On the other side of the aisle, Lt. Gov. Mandela Barnes has racked up high-profile endorsements from Democratic Sens. Cory Booker of New Jersey and Elizabeth Warren of Massachusetts, prominent Democrats in the House from Rep. Alexandria Ocasio-Cortez to House Majority Whip Jim Clyburn of South Carolina, as well as the Working Families Party.
Barnes, 35, was the first black lieutenant governor of Wisconsin after Tony Evers’ election that ousted then-Gov. Scott Walker, a Republican. Barnes would be the state’s first black senator if elected.
“Ron Johnson has got to go. I’m going to try and elect Mandela Barnes,” 73-year-old Clarence Thomas, a Wisconsin native and Democrat voter, told The Dispatch. He said he supported Barnes’ support for abortion rights, position on climate change, and other policies. Thomas, who is black, also added wryly: “Plus he looks more like me than Ron Johnson.”
Barnes initially faced competition from NBA’s Milwaukee Bucks executive Alex Lasry, as well as state treasurer Sarah Godlewski and Outagamie County Executive Tom Nelson. But all three dropped out the last week of July and endorsed Barnes.

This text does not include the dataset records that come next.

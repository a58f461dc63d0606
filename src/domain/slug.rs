//! Post slug derivation.
//!
//! Slugs come from post titles when the author leaves the field empty. The
//! `slug` crate folds Unicode to ASCII; the helpers here add the length cap and
//! a collision check against the store.

use std::future::Future;

use slug::slugify;
use thiserror::Error;

pub const MAX_SLUG_LEN: usize = 96;
const MAX_SUFFIX_ATTEMPTS: usize = 32;

#[derive(Debug, Error, PartialEq, Eq)]
pub enum SlugError {
    #[error("slug source text is empty")]
    EmptyInput,
    #[error("failed to derive slug from `{input}`")]
    Unrepresentable { input: String },
    #[error("exhausted attempts to find a unique slug for `{base}`")]
    Exhausted { base: String },
}

#[derive(Debug, Error)]
pub enum SlugLookupError<E>
where
    E: std::error::Error + Send + Sync + 'static,
{
    #[error(transparent)]
    Slug(#[from] SlugError),
    #[error(transparent)]
    Lookup(E),
}

/// Derive a URL slug from human-readable text, capped at [`MAX_SLUG_LEN`].
pub fn derive_slug(input: &str) -> Result<String, SlugError> {
    if input.trim().is_empty() {
        return Err(SlugError::EmptyInput);
    }

    let mut candidate = slugify(input);
    if candidate.len() > MAX_SLUG_LEN {
        // slugify output is ASCII, so byte truncation is char-safe.
        candidate.truncate(MAX_SLUG_LEN);
        while candidate.ends_with('-') {
            candidate.pop();
        }
    }

    if candidate.is_empty() {
        return Err(SlugError::Unrepresentable {
            input: input.to_string(),
        });
    }

    Ok(candidate)
}

/// Normalise a slug the user typed; falls back to the title when blank.
pub fn normalize_or_derive(explicit: Option<&str>, title: &str) -> Result<String, SlugError> {
    match explicit.map(str::trim).filter(|value| !value.is_empty()) {
        Some(value) => derive_slug(value),
        None => derive_slug(title),
    }
}

/// Find a slug that is not yet taken, suffixing `-2`, `-3`, ... on collision.
///
/// `is_taken` is awaited for each candidate and should consult the post store.
pub async fn unique_slug<F, Fut, E>(base: String, mut is_taken: F) -> Result<String, SlugLookupError<E>>
where
    F: FnMut(String) -> Fut,
    Fut: Future<Output = Result<bool, E>>,
    E: std::error::Error + Send + Sync + 'static,
{
    if !is_taken(base.clone()).await.map_err(SlugLookupError::Lookup)? {
        return Ok(base);
    }

    for attempt in 2..=MAX_SUFFIX_ATTEMPTS + 1 {
        let candidate = format!("{base}-{attempt}");
        if !is_taken(candidate.clone())
            .await
            .map_err(SlugLookupError::Lookup)?
        {
            return Ok(candidate);
        }
    }

    Err(SlugLookupError::Slug(SlugError::Exhausted { base }))
}

#[cfg(test)]
mod tests {
    use super::*;
    use std::convert::Infallible;

    #[test]
    fn derive_slug_folds_punctuation_and_case() {
        assert_eq!(derive_slug("Hello, World!").expect("slug"), "hello-world");
        assert_eq!(derive_slug("  Café au lait ").expect("slug"), "cafe-au-lait");
    }

    #[test]
    fn derive_slug_rejects_blank_and_symbol_only_input() {
        assert_eq!(derive_slug("   "), Err(SlugError::EmptyInput));
        assert!(matches!(
            derive_slug("!!!"),
            Err(SlugError::Unrepresentable { .. })
        ));
    }

    #[test]
    fn derive_slug_caps_length_without_trailing_dash() {
        let title = "word ".repeat(40);
        let slug = derive_slug(&title).expect("slug");
        assert!(slug.len() <= MAX_SLUG_LEN);
        assert!(!slug.ends_with('-'));
    }

    #[test]
    fn explicit_slug_wins_over_title() {
        assert_eq!(
            normalize_or_derive(Some("My Custom Slug"), "Title").expect("slug"),
            "my-custom-slug"
        );
        assert_eq!(
            normalize_or_derive(Some("  "), "From Title").expect("slug"),
            "from-title"
        );
        assert_eq!(
            normalize_or_derive(None, "From Title").expect("slug"),
            "from-title"
        );
    }

    #[tokio::test]
    async fn unique_slug_appends_counter() {
        let taken = ["rust-tips".to_string(), "rust-tips-2".to_string()];
        let slug = unique_slug("rust-tips".to_string(), |candidate| {
            let hit = taken.contains(&candidate);
            async move { Ok::<bool, Infallible>(hit) }
        })
        .await
        .expect("unique slug");
        assert_eq!(slug, "rust-tips-3");
    }

    #[tokio::test]
    async fn unique_slug_gives_up_eventually() {
        let result = unique_slug("busy".to_string(), |_| async { Ok::<bool, Infallible>(true) }).await;
        assert!(matches!(
            result,
            Err(SlugLookupError::Slug(SlugError::Exhausted { .. }))
        ));
    }
}
use std::time::Duration;

use bytes::Bytes;
use reqwest::{Client, RequestBuilder, Response, StatusCode, Url, header::CONTENT_TYPE};
use serde::{Deserialize, de::DeserializeOwned};
use serde_json::{Value, json};
use thiserror::Error;

use crate::application::repos::RepoError;

#[derive(Debug, Error)]
pub enum CmsError {
    #[error("invalid URL: {0}")]
    Url(#[from] url::ParseError),
    #[error("http error: {0}")]
    Http(#[from] reqwest::Error),
    #[error("content store responded with status {status}: {body}")]
    Status { status: StatusCode, body: String },
    #[error("failed to parse content store response: {0}")]
    Decode(String),
    #[error("a write token is required for content store mutations")]
    MissingToken,
}

impl From<CmsError> for RepoError {
    fn from(err: CmsError) -> Self {
        match err {
            CmsError::Http(ref source) if source.is_timeout() => RepoError::Timeout,
            CmsError::Status { status, body } => match status {
                StatusCode::NOT_FOUND => RepoError::NotFound,
                StatusCode::CONFLICT => RepoError::Duplicate {
                    constraint: "document_id".to_string(),
                },
                StatusCode::BAD_REQUEST => RepoError::invalid_input(body),
                StatusCode::GATEWAY_TIMEOUT | StatusCode::REQUEST_TIMEOUT => RepoError::Timeout,
                other => RepoError::Persistence(format!("status {other} body {body}")),
            },
            other => RepoError::from_persistence(other),
        }
    }
}

/// Connection settings for the hosted content store.
#[derive(Debug, Clone)]
pub struct CmsOptions {
    pub project_id: String,
    pub dataset: String,
    pub api_version: String,
    pub token: Option<String>,
    pub use_cdn: bool,
    pub api_host: Option<Url>,
    pub cdn_host: Option<Url>,
    pub image_host: Option<Url>,
    pub timeout: Duration,
}

#[derive(Debug, Deserialize)]
struct QueryResponse<T> {
    result: T,
}

#[derive(Debug, Clone, Deserialize)]
pub struct MutationResponse {
    #[serde(rename = "transactionId", default)]
    pub transaction_id: String,
    #[serde(default)]
    pub results: Vec<MutationResult>,
}

#[derive(Debug, Clone, Deserialize)]
pub struct MutationResult {
    pub id: String,
    #[serde(default)]
    pub operation: String,
    pub document: Option<Value>,
}

impl MutationResult {
    pub fn created(&self) -> bool {
        self.operation == "create"
    }
}

#[derive(Debug, Deserialize)]
struct AssetResponse<T> {
    document: T,
}

/// HTTP client for the content store's query, mutation and asset endpoints.
#[derive(Clone, Debug)]
pub struct CmsClient {
    client: Client,
    api_base: Url,
    cdn_base: Url,
    image_base: Url,
    project_id: String,
    dataset: String,
    api_version: String,
    token: Option<String>,
    use_cdn: bool,
}

impl CmsClient {
    pub fn new(options: CmsOptions) -> Result<Self, CmsError> {
        let api_base = match options.api_host {
            Some(host) => host.join("/")?,
            None => Url::parse(&format!("https://{}.api.sanity.io/", options.project_id))?,
        };
        let cdn_base = match options.cdn_host {
            Some(host) => host.join("/")?,
            None => Url::parse(&format!("https://{}.apicdn.sanity.io/", options.project_id))?,
        };
        let image_base = match options.image_host {
            Some(host) => host.join("/")?,
            None => Url::parse("https://cdn.sanity.io/")?,
        };
        let client = Client::builder()
            .user_agent(Self::user_agent())
            .timeout(options.timeout)
            .build()?;
        let api_version = options
            .api_version
            .trim_start_matches('v')
            .to_string();

        Ok(Self {
            client,
            api_base,
            cdn_base,
            image_base,
            project_id: options.project_id,
            dataset: options.dataset,
            api_version,
            token: options.token.filter(|token| !token.is_empty()),
            use_cdn: options.use_cdn,
        })
    }

    pub fn user_agent() -> &'static str {
        concat!("blogers/", env!("CARGO_PKG_VERSION"))
    }

    fn endpoint(&self, base: &Url, section: &str) -> Result<Url, CmsError> {
        base.join(&format!(
            "v{}/{section}/{}",
            self.api_version, self.dataset
        ))
        .map_err(CmsError::Url)
    }

    fn authorize(&self, request: RequestBuilder) -> RequestBuilder {
        match &self.token {
            Some(token) => request.bearer_auth(token),
            None => request,
        }
    }

    /// Run a query against the read host (the CDN when enabled).
    pub async fn query<T: DeserializeOwned>(
        &self,
        groq: &str,
        params: &[(&str, Value)],
    ) -> Result<T, CmsError> {
        let base = if self.use_cdn {
            &self.cdn_base
        } else {
            &self.api_base
        };
        self.query_at(base, groq, params).await
    }

    /// Run a query against the API host, bypassing the CDN. Used where a read
    /// must observe a write made moments earlier.
    pub async fn query_fresh<T: DeserializeOwned>(
        &self,
        groq: &str,
        params: &[(&str, Value)],
    ) -> Result<T, CmsError> {
        self.query_at(&self.api_base, groq, params).await
    }

    async fn query_at<T: DeserializeOwned>(
        &self,
        base: &Url,
        groq: &str,
        params: &[(&str, Value)],
    ) -> Result<T, CmsError> {
        let mut url = self.endpoint(base, "data/query")?;
        {
            let mut pairs = url.query_pairs_mut();
            pairs.append_pair("query", groq);
            for (name, value) in params {
                pairs.append_pair(&format!("${name}"), &value.to_string());
            }
        }

        let resp = self.authorize(self.client.get(url)).send().await?;
        let body: QueryResponse<T> = Self::handle(resp).await?;
        Ok(body.result)
    }

    /// Apply mutations as a single transaction.
    pub async fn mutate(&self, mutations: Vec<Value>) -> Result<MutationResponse, CmsError> {
        let token = self.token.as_deref().ok_or(CmsError::MissingToken)?;
        let mut url = self.endpoint(&self.api_base, "data/mutate")?;
        url.query_pairs_mut()
            .append_pair("returnIds", "true")
            .append_pair("returnDocuments", "true");

        let resp = self
            .client
            .post(url)
            .bearer_auth(token)
            .json(&json!({ "mutations": mutations }))
            .send()
            .await?;
        Self::handle(resp).await
    }

    pub async fn upload_image<T: DeserializeOwned>(
        &self,
        bytes: Bytes,
        filename: &str,
        content_type: &str,
    ) -> Result<T, CmsError> {
        let token = self.token.as_deref().ok_or(CmsError::MissingToken)?;
        let mut url = self.endpoint(&self.api_base, "assets/images")?;
        url.query_pairs_mut().append_pair("filename", filename);

        let resp = self
            .client
            .post(url)
            .bearer_auth(token)
            .header(CONTENT_TYPE, content_type)
            .body(bytes)
            .send()
            .await?;
        let body: AssetResponse<T> = Self::handle(resp).await?;
        Ok(body.document)
    }

    /// Public URL for an image asset id such as `image-<hash>-<w>x<h>-<ext>`.
    pub fn image_url(&self, asset_ref: &str) -> Option<String> {
        let rest = asset_ref.strip_prefix("image-")?;
        let (stem, extension) = rest.rsplit_once('-')?;
        let (hash, dimensions) = stem.rsplit_once('-')?;
        let (width, height) = dimensions.split_once('x')?;
        let numeric = |value: &str| !value.is_empty() && value.bytes().all(|b| b.is_ascii_digit());
        if hash.is_empty() || extension.is_empty() || !numeric(width) || !numeric(height) {
            return None;
        }

        let path = format!(
            "images/{}/{}/{hash}-{width}x{height}.{extension}",
            self.project_id, self.dataset
        );
        self.image_base.join(&path).ok().map(String::from)
    }

    async fn handle<T: DeserializeOwned>(resp: Response) -> Result<T, CmsError> {
        let status = resp.status();
        let bytes = resp.bytes().await?;
        if !status.is_success() {
            let body = String::from_utf8_lossy(&bytes).into_owned();
            return Err(CmsError::Status { status, body });
        }
        serde_json::from_slice(&bytes).map_err(|e| CmsError::Decode(e.to_string()))
    }
}

#[cfg(test)]
mod tests {
    use super::*;

    fn client() -> CmsClient {
        CmsClient::new(CmsOptions {
            project_id: "proj".into(),
            dataset: "production".into(),
            api_version: "v2024-01-01".into(),
            token: Some("secret".into()),
            use_cdn: true,
            api_host: None,
            cdn_host: None,
            image_host: None,
            timeout: Duration::from_secs(5),
        })
        .expect("client")
    }

    #[test]
    fn endpoints_include_version_and_dataset() {
        let client = client();
        let url = client
            .endpoint(&client.api_base, "data/query")
            .expect("url");
        assert_eq!(
            url.as_str(),
            "https://proj.api.sanity.io/v2024-01-01/data/query/production"
        );
    }

    #[test]
    fn image_refs_resolve_to_cdn_urls() {
        let client = client();
        assert_eq!(
            client.image_url("image-abc123-800x600-png").as_deref(),
            Some("https://cdn.sanity.io/images/proj/production/abc123-800x600.png")
        );
        assert_eq!(client.image_url("file-abc-pdf"), None);
        assert_eq!(client.image_url("image-abc-wide-png"), None);
    }

    #[test]
    fn status_errors_map_onto_repo_errors() {
        let missing: RepoError = CmsError::Status {
            status: StatusCode::NOT_FOUND,
            body: String::new(),
        }
        .into();
        assert!(matches!(missing, RepoError::NotFound));

        let unavailable: RepoError = CmsError::Status {
            status: StatusCode::SERVICE_UNAVAILABLE,
            body: "down".into(),
        }
        .into();
        assert!(matches!(unavailable, RepoError::Persistence(_)));
    }
}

Part of Johnson—and Republicans—strategy against Barnes will be to argue he is too far to the left for Wisconsinites to swallow. He’s campaigned with Rep. Ilhan Omar, a progressive House Democrat—though he’s sought to downplay such support since.
University of Virginia’s Sabato’s Crystal Ball on Thursday rated the state Senate race as “leans Republican.”
Johnson is likely to benefit from the dissatisfaction voters feel with the political status quo. And with Democrats in control of the White House and Congress, Republicans have an easy punching bag.
“When you look at polling that shows 75 to 80 percent plus the American population thinks we’re on the wrong track,” Johnson pointed out. (A Monmouth University poll found Tuesday that 88 percent of Americans believe the country is headed in the wrong direction—an all-time low going back to 2013.)
He said that voters are still most concerned about kitchen table issues: “They’re concerned about 9.1 percent inflation—record gasoline prices. $4 for a gallon of gas is still not a deal. So that’s what’s primarily on people’s minds—how can they get by?”